[[ DATA FOR THE TASK, beginning ]]

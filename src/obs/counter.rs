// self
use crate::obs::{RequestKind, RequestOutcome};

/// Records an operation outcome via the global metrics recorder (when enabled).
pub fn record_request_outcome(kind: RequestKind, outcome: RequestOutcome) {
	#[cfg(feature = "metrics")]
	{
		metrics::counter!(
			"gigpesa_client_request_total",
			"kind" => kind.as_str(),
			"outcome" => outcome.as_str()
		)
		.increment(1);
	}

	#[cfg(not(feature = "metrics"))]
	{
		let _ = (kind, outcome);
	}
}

[[ DATA FOR THE TASK, end ]]

*WORK REQUIRED*: Return every line of the entries above that the string "RequestKind" appears in.

*RESPONSE BELOW*:
use crate::obs::{RequestKind, RequestOutcome};
pub fn record_request_outcome(kind: RequestKind, outcome: RequestOutcome) {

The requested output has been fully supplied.